'''
use crate::config::TelemetryConfig;
use std::fmt;
use tracing_subscriber::filter::ParseError;
use tracing_subscriber::EnvFilter;

#[derive(Debug)]
pub enum TelemetryError {
    EnvFilter { value: String, source: ParseError },
    Subscriber(Box<dyn std::error::Error + Send + Sync>),
}

impl fmt::Display for TelemetryError {
    fn fmt(&self, f: &mut fmt::Formatter<'_>) -> fmt::Result {
        match self {
            TelemetryError::EnvFilter { value, .. } => {
                write!(f, "invalid log filter '{value}' for the site logger")
            }
            TelemetryError::Subscriber(err) => write!(f, "unable to install logger: {err}"),
        }
    }
}

impl std::error::Error for TelemetryError {
    fn source(&self) -> Option<&(dyn std::error::Error + 'static)> {
        match self {
            TelemetryError::EnvFilter { source, .. } => Some(source),
            TelemetryError::Subscriber(err) => Some(&**err),
        }
    }
}

/// `RUST_LOG` wins over the configured level when it parses.
pub fn env_filter(config: &TelemetryConfig) -> Result<EnvFilter, TelemetryError> {
    if let Ok(filter) = EnvFilter::try_from_default_env() {
        return Ok(filter);
    }
    EnvFilter::try_new(&config.log_level).map_err(|source| TelemetryError::EnvFilter {
        value: config.log_level.clone(),
        source,
    })
}

pub fn init(config: &TelemetryConfig) -> Result<(), TelemetryError> {
    tracing_subscriber::fmt()
        .with_env_filter(env_filter(config)?)
        .with_target(false)
        .compact()
        .with_ansi(false)
        .try_init()
        .map_err(TelemetryError::Subscriber)
}

#[cfg(test)]
mod tests {
    use super::*;

    #[test]
    fn rejects_unparseable_level() {
        if std::env::var("RUST_LOG").is_ok() {
            return;
        }
        let config = TelemetryConfig {
            log_level: "arc_site=loud".to_string(),
        };
        assert!(matches!(
            env_filter(&config),
            Err(TelemetryError::EnvFilter { .. })
        ));
    }

    #[test]
    fn accepts_directive_lists() {
        let config = TelemetryConfig {
            log_level: "info,arc_site::relay=debug".to_string(),
        };
        assert!(env_filter(&config).is_ok());
    }
}
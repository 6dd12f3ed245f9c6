use std::time::Duration;

use async_trait::async_trait;
use tracing::debug;
use url::Url;

use super::{http_client, SubmissionTransport, TransportError};
use crate::enquiry::EnquiryRecord;

/// GET relay for script endpoints that only accept query parameters.
#[derive(Debug, Clone)]
pub struct QueryRelay {
    client: reqwest::Client,
    endpoint: Url,
}

impl QueryRelay {
    pub fn new(endpoint: Url, timeout: Option<Duration>) -> Result<Self, TransportError> {
        Ok(Self::with_client(http_client(timeout)?, endpoint))
    }

    pub fn with_client(client: reqwest::Client, endpoint: Url) -> Self {
        Self { client, endpoint }
    }

    pub fn request_url(&self, record: &EnquiryRecord) -> Url {
        let mut url = self.endpoint.clone();
        {
            let mut pairs = url.query_pairs_mut();
            for (name, value) in record.relay_fields() {
                pairs.append_pair(name, value);
            }
        }
        url
    }
}

#[async_trait]
impl SubmissionTransport for QueryRelay {
    async fn send(&self, record: &EnquiryRecord) -> Result<(), TransportError> {
        let url = self.request_url(record);
        let response = self.client.get(url).send().await?;

        // The status is logged but not interpreted.
        debug!(
            status = %response.status(),
            endpoint = %self.endpoint,
            "query relay completed"
        );
        Ok(())
    }

    fn contract(&self) -> &'static str {
        "query"
    }
}

#[cfg(test)]
mod tests {
    use super::*;

    #[test]
    fn request_url_appends_fields_to_existing_query() {
        let relay = QueryRelay::with_client(
            reqwest::Client::new(),
            "https://script.example/macros/s/abc/exec?source=arc"
                .parse()
                .expect("valid url"),
        );
        let record = EnquiryRecord {
            name: "Jane Doe".to_string(),
            email: "jane@x.com".to_string(),
            phone: "+1 234 567 8900".to_string(),
            subject: String::new(),
            message: "Interested & keen".to_string(),
        };

        let url = relay.request_url(&record);
        let pairs: Vec<(String, String)> = url
            .query_pairs()
            .map(|(k, v)| (k.into_owned(), v.into_owned()))
            .collect();

        assert_eq!(url.path(), "/macros/s/abc/exec");
        assert_eq!(pairs[0], ("source".to_string(), "arc".to_string()));
        assert_eq!(pairs[1], ("name".to_string(), "Jane Doe".to_string()));
        assert_eq!(pairs[3], ("phone".to_string(), "+1 234 567 8900".to_string()));
        assert_eq!(
            pairs[4],
            ("message".to_string(), "Interested & keen".to_string())
        );
        assert_eq!(pairs.len(), 5);
    }
}
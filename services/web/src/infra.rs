use arc_site::config::SiteConfig;
use arc_site::enquiry::EnquiryState;
use arc_site::relay::SubmissionTransport;
use arc_site::site::{SiteContent, SiteState};
use metrics_exporter_prometheus::PrometheusHandle;
use std::path::PathBuf;
use std::sync::atomic::AtomicBool;
use std::sync::Arc;

#[derive(Clone)]
pub(crate) struct AppState {
    pub(crate) readiness: Arc<AtomicBool>,
    pub(crate) metrics: Arc<PrometheusHandle>,
    pub(crate) assets: Arc<PathBuf>,
}

pub(crate) fn enquiry_state(
    transport: Arc<dyn SubmissionTransport>,
    site: &SiteConfig,
) -> EnquiryState {
    EnquiryState::new(transport, site.enquiry_settings())
}

pub(crate) fn site_state(transport: Arc<dyn SubmissionTransport>, site: &SiteConfig) -> SiteState {
    let content = SiteContent::sree_dhanya_arc();
    SiteState::new(content, enquiry_state(transport, site))
}
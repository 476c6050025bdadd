//! Client for the hosted interview-agent runtime.
//!
//! The agent is a Responses-API workflow carrying our interviewer
//! instructions plus a hosted MCP tool descriptor, so tool execution
//! (run_code / check_solution / schema lookups) happens inside the runtime
//! and we get back formatted feedback text. Calls log model, latencies and
//! sizes, never candidate code or the API key.

use std::time::Duration;

use reqwest::header::{AUTHORIZATION, CONTENT_TYPE, USER_AGENT};
use serde::{Deserialize, Serialize};
use tracing::{error, info, instrument};

use crate::config::Prompts;
use crate::protocol::AgentContext;
use crate::util::fill_template;

/// Build the message handed to the agent from the candidate's free text plus
/// the action context. Unknown actions fall through to the raw message.
pub fn build_agent_message(message: &str, context: &AgentContext, prompts: &Prompts) -> String {
  let pairs = [
    ("question_id", context.question_id.as_str()),
    ("language", context.language.as_str()),
    ("code", context.code.as_str()),
    ("message", message),
  ];
  match context.action.as_str() {
    "test" => fill_template(&prompts.test_template, &pairs),
    "submit" => fill_template(&prompts.submit_template, &pairs),
    "hint" => fill_template(&prompts.hint_template, &pairs),
    "question" => fill_template(&prompts.question_template, &pairs),
    _ => message.to_string(),
  }
}

#[derive(Clone)]
pub struct AgentClient {
  client: reqwest::Client,
  api_key: String,
  pub base_url: String,
  pub model: String,
  pub workflow_id: String,
  mcp_server_url: String,
}

impl AgentClient {
  /// Construct the client if we find AGENT_API_KEY; otherwise return None and
  /// the routes fall back to direct MCP calls.
  pub fn from_env(mcp_server_url: &str) -> Option<Self> {
    let api_key = std::env::var("AGENT_API_KEY").ok()?;
    let base_url =
      std::env::var("AGENT_BASE_URL").unwrap_or_else(|_| "https://api.openai.com/v1".into());
    let model = std::env::var("AGENT_MODEL").unwrap_or_else(|_| "gpt-5.2".into());
    let workflow_id = std::env::var("WORKFLOW_ID").unwrap_or_default();

    let client = reqwest::Client::builder()
      .timeout(Duration::from_secs(60))
      .build()
      .ok()?;

    Some(Self { client, api_key, base_url, model, workflow_id, mcp_server_url: mcp_server_url.to_string() })
  }

  /// One agent round-trip: instructions + message + hosted MCP tool. Returns
  /// the agent's formatted reply text.
  #[instrument(level = "info", skip(self, prompts, message, context), fields(model = %self.model, action = %context.action, message_len = message.len()))]
  pub async fn call(
    &self,
    prompts: &Prompts,
    message: &str,
    context: &AgentContext,
  ) -> Result<String, String> {
    let input = build_agent_message(message, context, prompts);
    let url = format!("{}/responses", self.base_url);

    let req = ResponsesRequest {
      model: self.model.clone(),
      instructions: prompts.agent_instructions.clone(),
      input,
      tools: vec![hosted_mcp_tool(&self.mcp_server_url)],
      metadata: Metadata {
        workflow_id: self.workflow_id.clone(),
        action: context.action.clone(),
      },
    };

    let start = std::time::Instant::now();
    let res = self
      .client
      .post(&url)
      .header(USER_AGENT, "interview-backend/0.1")
      .header(CONTENT_TYPE, "application/json")
      .header(AUTHORIZATION, format!("Bearer {}", self.api_key))
      .json(&req)
      .send()
      .await
      .map_err(|e| e.to_string())?;

    if !res.status().is_success() {
      let status = res.status();
      let body = res.text().await.unwrap_or_default();
      let msg = extract_api_error(&body).unwrap_or(body);
      error!(target: "interview_backend", %status, error = %crate::util::trunc_for_log(&msg, 300), "Agent HTTP failure");
      return Err(format!("Agent HTTP {}: {}", status, msg));
    }

    let body: ResponsesResponse = res.json().await.map_err(|e| e.to_string())?;
    let text = body.output_text();
    if text.is_empty() {
      return Err("Agent returned no output".into());
    }

    info!(
      target: "interview_backend",
      elapsed_ms = start.elapsed().as_millis() as u64,
      reply_len = text.len(),
      "Agent reply received"
    );
    Ok(text)
  }
}

/// Hosted MCP tool descriptor, mirroring the agent-builder workflow: the
/// runtime connects to the grading service itself and auto-approves calls.
fn hosted_mcp_tool(server_url: &str) -> Tool {
  Tool {
    r#type: "mcp".into(),
    server_label: "Strata_Tools".into(),
    server_description: "Code execution and grading tools".into(),
    server_url: server_url.to_string(),
    allowed_tools: vec![
      "check_solution".into(),
      "get_datasets_details".into(),
      "get_educational_questions".into(),
      "run_code".into(),
    ],
    require_approval: "never".into(),
  }
}

// --- Responses-API DTOs ---

#[derive(Serialize)]
struct ResponsesRequest {
  model: String,
  instructions: String,
  input: String,
  tools: Vec<Tool>,
  metadata: Metadata,
}

#[derive(Serialize)]
struct Tool {
  r#type: String,
  server_label: String,
  server_description: String,
  server_url: String,
  allowed_tools: Vec<String>,
  require_approval: String,
}

#[derive(Serialize)]
struct Metadata {
  workflow_id: String,
  action: String,
}

#[derive(Deserialize)]
struct ResponsesResponse {
  #[serde(default)]
  output: Vec<OutputItem>,
}
#[derive(Deserialize)]
struct OutputItem {
  #[serde(rename = "type")]
  kind: String,
  #[serde(default)]
  content: Vec<ContentPart>,
}
#[derive(Deserialize)]
struct ContentPart {
  #[serde(rename = "type")]
  kind: String,
  #[serde(default)]
  text: String,
}

impl ResponsesResponse {
  /// Concatenate the output_text parts of message items.
  fn output_text(&self) -> String {
    let mut out = String::new();
    for item in &self.output {
      if item.kind != "message" {
        continue;
      }
      for part in &item.content {
        if part.kind == "output_text" {
          out.push_str(&part.text);
        }
      }
    }
    out.trim().to_string()
  }
}

/// Try to extract a clean error message from the runtime's error body.
fn extract_api_error(body: &str) -> Option<String> {
  #[derive(Deserialize)]
  struct EWrap {
    error: EObj,
  }
  #[derive(Deserialize)]
  struct EObj {
    message: String,
  }
  serde_json::from_str::<EWrap>(body).ok().map(|w| w.error.message)
}

#[cfg(test)]
mod tests {
  use super::*;

  fn ctx(action: &str) -> AgentContext {
    AgentContext {
      action: action.into(),
      question_id: "2010".into(),
      code: "SELECT 1".into(),
      language: "sql".into(),
    }
  }

  #[test]
  fn test_action_builds_a_run_code_request() {
    let msg = build_agent_message("", &ctx("test"), &Prompts::default());
    assert!(msg.starts_with("TEST CODE REQUEST"));
    assert!(msg.contains("Question ID: 2010"));
    assert!(msg.contains("```sql\nSELECT 1\n```"));
    assert!(msg.contains("run_code"));
  }

  #[test]
  fn submit_action_asks_for_grading() {
    let msg = build_agent_message("", &ctx("submit"), &Prompts::default());
    assert!(msg.starts_with("SUBMIT SOLUTION REQUEST"));
    assert!(msg.contains("check_solution"));
  }

  #[test]
  fn hint_and_question_embed_the_candidate_message() {
    let msg = build_agent_message("what does the orders table hold?", &ctx("question"), &Prompts::default());
    assert!(msg.starts_with("CLARIFICATION REQUEST"));
    assert!(msg.contains("what does the orders table hold?"));

    let msg = build_agent_message("stuck on the join", &ctx("hint"), &Prompts::default());
    assert!(msg.starts_with("HINT REQUEST"));
    assert!(msg.contains("stuck on the join"));
  }

  #[test]
  fn unknown_action_passes_the_message_through() {
    let msg = build_agent_message("hello", &ctx("other"), &Prompts::default());
    assert_eq!(msg, "hello");
  }

  #[test]
  fn responses_output_text_joins_message_parts() {
    let body: ResponsesResponse = serde_json::from_str(
      r#"{"output":[
        {"type":"mcp_call","content":[]},
        {"type":"message","content":[{"type":"output_text","text":"Score: 100/100"}]}
      ]}"#,
    )
    .unwrap();
    assert_eq!(body.output_text(), "Score: 100/100");
  }

  #[test]
  fn hosted_tool_descriptor_serializes_expected_fields() {
    let v = serde_json::to_value(hosted_mcp_tool("https://mcp.example/mcp")).unwrap();
    assert_eq!(v["type"], "mcp");
    assert_eq!(v["server_url"], "https://mcp.example/mcp");
    assert_eq!(v["require_approval"], "never");
    assert!(v["allowed_tools"].as_array().unwrap().iter().any(|t| t == "run_code"));
  }
}
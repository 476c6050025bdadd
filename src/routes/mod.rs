//! Router assembly: HTTP endpoints, static files, CORS, and HTTP tracing.

use std::sync::Arc;

use axum::{
    routing::{get, post},
    Router,
};
use tower_http::{
    cors::{Any, CorsLayer},
    services::{ServeDir, ServeFile},
    trace::{DefaultMakeSpan, DefaultOnRequest, DefaultOnResponse, TraceLayer},
};
use tracing::Level;

use crate::state::AppState;

pub mod http;

/// Build the application router with:
/// - REST API under `/api/...`
/// - Static SPA from `./dist` with index fallback (the built React frontend)
/// - CORS (allow any origin/method/headers) – adjust for production if needed
/// - HTTP trace layer (per-request spans w/ method, path, status, latency)
pub fn build_router(state: Arc<AppState>) -> Router {
    // Static files with SPA fallback
    let static_service = ServeDir::new("./dist")
        .append_index_html_on_directories(true)
        .not_found_service(ServeFile::new("./dist/index.html"));

    Router::new()
        .route("/health", get(http::http_health))
        .route("/api/questions", post(http::http_post_questions))
        .route("/api/run-code", post(http::http_post_run_code))
        .route("/api/check-solution", post(http::http_post_check_solution))
        .route("/api/dataset-details", post(http::http_post_dataset_details))
        .route("/api/agent/message", post(http::http_post_agent_message))
        // State + CORS + HTTP tracing
        .with_state(state)
        .layer(
            CorsLayer::new()
                .allow_origin(Any)
                .allow_methods(Any)
                .allow_headers(Any),
        )
        .layer(
            TraceLayer::new_for_http()
                .make_span_with(DefaultMakeSpan::new().level(Level::INFO))
                .on_request(DefaultOnRequest::new().level(Level::INFO))
                .on_response(DefaultOnResponse::new().level(Level::INFO)),
        )
        // Frontend fallback
        .fallback_service(static_service)
}
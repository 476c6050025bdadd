//! JSON-RPC client for the external code-execution/grading service ("MCP").
//!
//! Every call is a `tools/call` request; the service runs the tool and hands
//! back a content payload we pass through mostly untouched. Calls are
//! instrumented and log tool names, latencies, and response sizes (not
//! contents). We never log candidate code.

use std::time::Duration;

use reqwest::header::{ACCEPT, CONTENT_TYPE, USER_AGENT};
use serde::{Deserialize, Serialize};
use serde_json::{json, Value};
use tracing::{error, info, instrument};
use uuid::Uuid;

const DEFAULT_MCP_URL: &str = "https://api.stratascratch.com/mcp";

/// Tool failure split by blame: `Upstream` is the service rejecting the call
/// (reported as a client error), `Transport` is our side failing to reach or
/// decode it (reported as a bad gateway).
#[derive(Debug)]
pub enum McpError {
  Upstream(String),
  Transport(String),
}

impl std::fmt::Display for McpError {
  fn fmt(&self, f: &mut std::fmt::Formatter<'_>) -> std::fmt::Result {
    match self {
      McpError::Upstream(m) => write!(f, "MCP error: {}", m),
      McpError::Transport(m) => write!(f, "MCP transport error: {}", m),
    }
  }
}

/// Map a frontend language string to the service's `code_type` integer:
/// 1 = SQL, 2 = Python. Anything unrecognized falls back to SQL, matching the
/// service's default.
pub fn code_type_for(language: &str) -> i64 {
  if language.eq_ignore_ascii_case("python") { 2 } else { 1 }
}

#[derive(Clone)]
pub struct McpClient {
  client: reqwest::Client,
  pub base_url: String,
}

impl McpClient {
  /// Build the client; MCP_BASE_URL env wins over the TOML override.
  pub fn new(base_url_override: Option<String>) -> Result<Self, String> {
    let base_url = std::env::var("MCP_BASE_URL")
      .ok()
      .or(base_url_override)
      .unwrap_or_else(|| DEFAULT_MCP_URL.into());

    let client = reqwest::Client::builder()
      .timeout(Duration::from_secs(20))
      .build()
      .map_err(|e| format!("Failed to build MCP HTTP client: {}", e))?;

    Ok(Self { client, base_url })
  }

  /// One JSON-RPC `tools/call` round-trip. Returns `result.content` (or `{}`
  /// when the service omits it).
  #[instrument(level = "info", skip(self, arguments), fields(%tool, url = %self.base_url))]
  pub async fn call_tool(&self, tool: &str, arguments: Value) -> Result<Value, McpError> {
    let req = RpcRequest {
      jsonrpc: "2.0",
      id: Uuid::new_v4().to_string(),
      method: "tools/call",
      params: RpcParams { name: tool, arguments },
    };

    let start = std::time::Instant::now();
    let res = self
      .client
      .post(&self.base_url)
      .header(ACCEPT, "application/json, text/event-stream")
      .header(CONTENT_TYPE, "application/json")
      .header(USER_AGENT, "interview-backend/0.1")
      .json(&req)
      .send()
      .await
      .map_err(|e| McpError::Transport(e.to_string()))?;

    let status = res.status();
    let body = res.text().await.map_err(|e| McpError::Transport(e.to_string()))?;
    if !status.is_success() {
      error!(target: "interview_backend", %tool, %status, "MCP HTTP failure");
      return Err(McpError::Transport(format!("MCP HTTP {}", status)));
    }

    let parsed: RpcResponse =
      serde_json::from_str(&body).map_err(|e| McpError::Transport(format!("Invalid MCP response: {}", e)))?;

    if let Some(err) = parsed.error {
      error!(target: "interview_backend", %tool, error = %err.message, "MCP tool call rejected");
      return Err(McpError::Upstream(err.message));
    }

    let content = parsed.result.and_then(|r| r.content).unwrap_or_else(|| json!({}));
    info!(
      target: "interview_backend",
      %tool,
      elapsed_ms = start.elapsed().as_millis() as u64,
      response_bytes = body.len(),
      "MCP tool call ok"
    );
    Ok(content)
  }

  /// Execute candidate code without scoring.
  pub async fn run_code(&self, code: &str, language: &str, question_id: i64) -> Result<Value, McpError> {
    self
      .call_tool(
        "run_code",
        json!({ "code": code, "code_type": code_type_for(language), "question_id": question_id }),
      )
      .await
  }

  /// Grade a submitted solution.
  pub async fn check_solution(&self, code: &str, language: &str, question_id: i64) -> Result<Value, McpError> {
    self
      .call_tool(
        "check_solution",
        json!({ "code": code, "code_type": code_type_for(language), "question_id": question_id }),
      )
      .await
  }

  /// Fetch table schema + sample rows for a dataset.
  pub async fn dataset_details(
    &self,
    dataset_name: &str,
    question_id: i64,
    code_type: i64,
  ) -> Result<Value, McpError> {
    self
      .call_tool(
        "get_datasets_details",
        json!({ "question_id": question_id, "code_type": code_type, "dataset_name": dataset_name }),
      )
      .await
  }
}

/// Dig the useful payload out of a tool-call content value: the service wraps
/// results in an array of `{type, text}` blocks where the text block usually
/// carries serialized JSON. Falls back to the raw value when the shape is
/// anything else.
pub fn extract_text_content(content: &Value) -> Value {
  if let Some(blocks) = content.as_array() {
    for block in blocks {
      if block.get("type").and_then(Value::as_str) == Some("text") {
        if let Some(text) = block.get("text").and_then(Value::as_str) {
          return serde_json::from_str(text).unwrap_or_else(|_| Value::String(text.to_string()));
        }
      }
    }
  }
  content.clone()
}

// --- JSON-RPC DTOs ---

#[derive(Serialize)]
struct RpcRequest<'a> {
  jsonrpc: &'static str,
  id: String,
  method: &'static str,
  params: RpcParams<'a>,
}
#[derive(Serialize)]
struct RpcParams<'a> {
  name: &'a str,
  arguments: Value,
}

#[derive(Deserialize)]
struct RpcResponse {
  #[serde(default)]
  result: Option<RpcResult>,
  #[serde(default)]
  error: Option<RpcError>,
}
#[derive(Deserialize)]
struct RpcResult {
  #[serde(default)]
  content: Option<Value>,
}
#[derive(Deserialize)]
struct RpcError {
  message: String,
}

#[cfg(test)]
mod tests {
  use super::*;

  #[test]
  fn code_type_maps_python_to_2_and_everything_else_to_1() {
    assert_eq!(code_type_for("python"), 2);
    assert_eq!(code_type_for("Python"), 2);
    assert_eq!(code_type_for("sql"), 1);
    assert_eq!(code_type_for("postgres"), 1);
    assert_eq!(code_type_for(""), 1);
  }

  #[test]
  fn request_envelope_has_jsonrpc_shape() {
    let req = RpcRequest {
      jsonrpc: "2.0",
      id: "abc".into(),
      method: "tools/call",
      params: RpcParams { name: "run_code", arguments: json!({ "code_type": 1 }) },
    };
    let v = serde_json::to_value(&req).unwrap();
    assert_eq!(v["jsonrpc"], "2.0");
    assert_eq!(v["method"], "tools/call");
    assert_eq!(v["params"]["name"], "run_code");
    assert_eq!(v["params"]["arguments"]["code_type"], 1);
  }

  #[test]
  fn rpc_error_wins_over_result() {
    let parsed: RpcResponse =
      serde_json::from_str(r#"{"error":{"code":-32000,"message":"bad code"}}"#).unwrap();
    assert_eq!(parsed.error.unwrap().message, "bad code");

    let parsed: RpcResponse =
      serde_json::from_str(r#"{"result":{"content":[{"type":"text","text":"{}"}]}}"#).unwrap();
    assert!(parsed.error.is_none());
    assert!(parsed.result.unwrap().content.is_some());
  }

  #[test]
  fn text_block_with_json_is_parsed() {
    let content = json!([{ "type": "text", "text": "{\"rows\": [[1, 2]]}" }]);
    let out = extract_text_content(&content);
    assert_eq!(out["rows"][0][1], 2);
  }

  #[test]
  fn text_block_with_plain_text_stays_a_string() {
    let content = json!([{ "type": "image" }, { "type": "text", "text": "syntax error near WHERE" }]);
    let out = extract_text_content(&content);
    assert_eq!(out, Value::String("syntax error near WHERE".into()));
  }

  #[test]
  fn non_array_content_passes_through() {
    let content = json!({ "columns": ["id"] });
    assert_eq!(extract_text_content(&content), content);
  }
}
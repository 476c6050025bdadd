//! Mock-Interview Backend
//!
//! - Axum HTTP API (question bank + MCP/agent pass-through)
//! - CSV question bank, preloaded at startup
//! - Optional hosted-agent integration (via environment variables)
//! - Static SPA fallback (./dist/index.html)
//!
//! Important env variables:
//!   PORT          : u16 (default 3001)
//!   QUESTIONS_CSV_PATH : path to the question bank CSV (default ./data/questions.csv)
//!   MCP_BASE_URL    : code execution/grading endpoint (default https://api.stratascratch.com/mcp)
//!   AGENT_API_KEY   : enables the hosted interview agent if present
//!   AGENT_BASE_URL  : default "https://api.openai.com/v1"
//!   AGENT_MODEL     : default "gpt-5.2"
//!   WORKFLOW_ID     : agent workflow id attached to trace metadata
//!   CONFIG_PATH     : path to TOML config (prompts + path/url overrides)
//!   LOG_LEVEL     : tracing filter, e.g. "debug" or full directives
//!   LOG_FORMAT    : "pretty" (default) or "json"

mod telemetry;
mod util;
mod domain;
mod config;
mod store;
mod state;
mod protocol;
mod mcp;
mod agent;
mod routes;

use std::{net::SocketAddr, sync::Arc};
use tokio::net::TcpListener;
use tracing::{error, info, instrument};

use crate::routes::build_router;
use crate::state::AppState;

#[instrument(level = "info", skip_all)]
#[tokio::main]
async fn main() -> Result<(), Box<dyn std::error::Error>> {
  telemetry::init_tracing();

  // Build shared application state. A missing/unreadable question bank is a
  // deployment error: fail startup loudly rather than serve empty results.
  let state = match AppState::new() {
    Ok(s) => Arc::new(s),
    Err(e) => {
      error!(target: "interview_backend", error = %e, "Startup failed: question bank unavailable");
      return Err(e.into());
    }
  };

  // Build the HTTP router with routes, CORS and tracing layers.
  let app = build_router(state.clone());

  // Read port from env or default to 3001.
  let addr: SocketAddr = std::env::var("PORT")
    .ok()
    .and_then(|p| p.parse::<u16>().ok())
    .map(|port| SocketAddr::from(([0, 0, 0, 0], port)))
    .unwrap_or_else(|| SocketAddr::from(([0, 0, 0, 0], 3001)));

  let listener = TcpListener::bind(addr).await?;
  info!(target: "interview_backend", %addr, "HTTP server listening");
  axum::serve(listener, app).await?;
  Ok(())
}
//! Small utility helpers used across modules.

/// Very small and safe string templating.
/// Replaces occurrences of `{key}` in the template with provided values.
/// This is intentionally simple (no nested/conditional logic).
pub fn fill_template(tpl: &str, pairs: &[(&str, &str)]) -> String {
  let mut out = tpl.to_string();
  for (k, v) in pairs {
    let needle = format!("{{{}}}", k);
    out = out.replace(&needle, v);
  }
  out
}

/// Log-safe truncation for large strings.
/// Avoids spamming logs with huge request/response payloads.
/// The cut is clamped to a char boundary so multi-byte input cannot panic.
pub fn trunc_for_log(s: &str, max: usize) -> String {
  if s.len() <= max {
    return s.to_string();
  }
  let mut cut = max;
  while !s.is_char_boundary(cut) {
    cut -= 1;
  }
  format!("{}… ({} bytes total)", &s[..cut], s.len())
}

#[cfg(test)]
mod tests {
  use super::*;

  #[test]
  fn fill_template_replaces_all_occurrences() {
    let out = fill_template(
      "Question {id}: run {code} for {id}",
      &[("id", "77"), ("code", "SELECT 1")],
    );
    assert_eq!(out, "Question 77: run SELECT 1 for 77");
  }

  #[test]
  fn fill_template_leaves_unknown_keys_alone() {
    let out = fill_template("Hello {name}", &[("other", "x")]);
    assert_eq!(out, "Hello {name}");
  }

  #[test]
  fn trunc_for_log_only_truncates_long_strings() {
    assert_eq!(trunc_for_log("short", 10), "short");
    let long = "a".repeat(32);
    let t = trunc_for_log(&long, 8);
    assert!(t.starts_with("aaaaaaaa"));
    assert!(t.contains("32 bytes total"));
  }

  #[test]
  fn trunc_for_log_clamps_to_char_boundaries() {
    // Upstream error bodies are arbitrary UTF-8; a cut landing inside a
    // multi-byte char must back off instead of panicking.
    let long = format!("a{}", "€".repeat(200));
    let t = trunc_for_log(&long, 300);
    assert!(t.contains("601 bytes total"));
    assert!(t.starts_with('a'));
    assert!(!t.contains('\u{FFFD}'));

    let all_multibyte = "€".repeat(4);
    let t = trunc_for_log(&all_multibyte, 4);
    assert!(t.starts_with('€'));
    assert!(t.contains("12 bytes total"));
  }
}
'''
- [Aim of the task]:
Lines with "body": return each one from the data above.

- [Exercise answer]:
      let body = res.text().await.unwrap_or_default();
      let msg = extract_api_error(&body).unwrap_or(body);
    let body: ResponsesResponse = res.json().await.map_err(|e| e.to_string())?;
    let text = body.output_text();
/// Try to extract a clean error message from the runtime's error body.
fn extract_api_error(body: &str) -> Option<String> {
  serde_json::from_str::<EWrap>(body).ok().map(|w| w.error.message)
    let body: ResponsesResponse = serde_json::from_str(
    assert_eq!(body.output_text(), "Score: 100/100");
    let body = res.text().await.map_err(|e| McpError::Transport(e.to_string()))?;
      serde_json::from_str(&body).map_err(|e| McpError::Transport(format!("Invalid MCP response: {}", e)))?;
      response_bytes = body.len(),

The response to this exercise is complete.